*** Material for this task Section Begins ***

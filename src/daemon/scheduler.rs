//! Self-rearming wake alarm.
//!
//! The owner never counts ticks. Each wake re-reads the persisted deadline
//! and decides from absolute time, then arms the next wake. The alarm only
//! has to fire at or after the requested delay; how late it fires does not
//! matter for correctness.

use std::sync::Mutex;

use tokio::sync::mpsc;
use tokio::task::JoinHandle;
use tokio::time::Duration;
use tracing::trace;

/// Lower bound between two wakes of a running timer.
pub const MIN_WAKE_INTERVAL: Duration = Duration::from_secs(1);

/// A one-shot alarm that can be re-armed or cleared.
pub trait Alarm: Send + Sync {
    /// Schedules a wake after `delay`, replacing any pending one.
    fn arm(&self, delay: Duration);

    /// Cancels the pending wake, if any.
    fn clear(&self);

    /// Returns true while a wake is pending.
    fn is_armed(&self) -> bool;
}

// ============================================================================
// TokioAlarm
// ============================================================================

/// Alarm backed by a tokio sleep task.
///
/// Each firing sends `()` on the channel returned by [`TokioAlarm::new`].
#[derive(Debug)]
pub struct TokioAlarm {
    wake_tx: mpsc::UnboundedSender<()>,
    pending: Mutex<Option<JoinHandle<()>>>,
}

impl TokioAlarm {
    /// Creates an alarm and the receiver its wakes arrive on.
    pub fn new() -> (Self, mpsc::UnboundedReceiver<()>) {
        let (wake_tx, wake_rx) = mpsc::unbounded_channel();
        (
            Self {
                wake_tx,
                pending: Mutex::new(None),
            },
            wake_rx,
        )
    }
}

impl Alarm for TokioAlarm {
    fn arm(&self, delay: Duration) {
        let wake_tx = self.wake_tx.clone();
        let handle = tokio::spawn(async move {
            tokio::time::sleep(delay).await;
            let _ = wake_tx.send(());
        });

        if let Ok(mut pending) = self.pending.lock() {
            if let Some(previous) = pending.replace(handle) {
                previous.abort();
            }
        }
        trace!("Alarm armed in {:?}", delay);
    }

    fn clear(&self) {
        if let Ok(mut pending) = self.pending.lock() {
            if let Some(previous) = pending.take() {
                previous.abort();
                trace!("Alarm cleared");
            }
        }
    }

    fn is_armed(&self) -> bool {
        self.pending
            .lock()
            .map(|pending| pending.as_ref().is_some_and(|h| !h.is_finished()))
            .unwrap_or(false)
    }
}

// ============================================================================
// MockAlarm
// ============================================================================

/// Mock alarm for testing. Records every arm; never fires on its own.
#[cfg(any(test, feature = "test-utils"))]
#[derive(Debug, Default)]
pub struct MockAlarm {
    armed: std::sync::atomic::AtomicBool,
    arms: Mutex<Vec<Duration>>,
    clears: Mutex<usize>,
}

#[cfg(any(test, feature = "test-utils"))]
impl MockAlarm {
    #[must_use]
    pub fn new() -> Self {
        Self::default()
    }

    /// Returns every requested delay in order.
    #[must_use]
    pub fn arms(&self) -> Vec<Duration> {
        self.arms.lock().unwrap().clone()
    }

    #[must_use]
    pub fn last_delay(&self) -> Option<Duration> {
        self.arms.lock().unwrap().last().copied()
    }

    #[must_use]
    pub fn clear_count(&self) -> usize {
        *self.clears.lock().unwrap()
    }
}

#[cfg(any(test, feature = "test-utils"))]
impl Alarm for MockAlarm {
    fn arm(&self, delay: Duration) {
        self.arms.lock().unwrap().push(delay);
        self.armed.store(true, std::sync::atomic::Ordering::SeqCst);
    }

    fn clear(&self) {
        *self.clears.lock().unwrap() += 1;
        self.armed.store(false, std::sync::atomic::Ordering::SeqCst);
    }

    fn is_armed(&self) -> bool {
        self.armed.load(std::sync::atomic::Ordering::SeqCst)
    }
}

#[cfg(test)]
mod tests {
    use super::*;

    #[tokio::test]
    async fn test_tokio_alarm_fires_once() {
        let (alarm, mut wakes) = TokioAlarm::new();
        alarm.arm(Duration::from_millis(10));
        assert!(alarm.is_armed());

        tokio::time::timeout(Duration::from_secs(2), wakes.recv())
            .await
            .unwrap()
            .unwrap();
        tokio::task::yield_now().await;
        assert!(!alarm.is_armed());
    }

    #[tokio::test]
    async fn test_rearm_replaces_pending_wake() {
        let (alarm, mut wakes) = TokioAlarm::new();
        alarm.arm(Duration::from_millis(20));
        alarm.arm(Duration::from_millis(40));

        tokio::time::timeout(Duration::from_secs(2), wakes.recv())
            .await
            .unwrap()
            .unwrap();
        let second = tokio::time::timeout(Duration::from_millis(150), wakes.recv()).await;
        assert!(second.is_err(), "replaced wake must not fire");
    }

    #[tokio::test]
    async fn test_clear_cancels_wake() {
        let (alarm, mut wakes) = TokioAlarm::new();
        alarm.arm(Duration::from_millis(20));
        alarm.clear();
        assert!(!alarm.is_armed());

        let fired = tokio::time::timeout(Duration::from_millis(100), wakes.recv()).await;
        assert!(fired.is_err());
    }

    #[test]
    fn test_mock_alarm_records() {
        let alarm = MockAlarm::new();
        alarm.arm(MIN_WAKE_INTERVAL);
        alarm.arm(Duration::ZERO);
        assert!(alarm.is_armed());
        assert_eq!(alarm.arms(), vec![MIN_WAKE_INTERVAL, Duration::ZERO]);

        alarm.clear();
        assert!(!alarm.is_armed());
        assert_eq!(alarm.clear_count(), 1);
    }
}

*** Material for this task Section Ends ***

▶ **Your assignment**
Please count up the lines in the listing above holding the string "timeout", and say the number with nothing else.

▶ **Result for this task**
4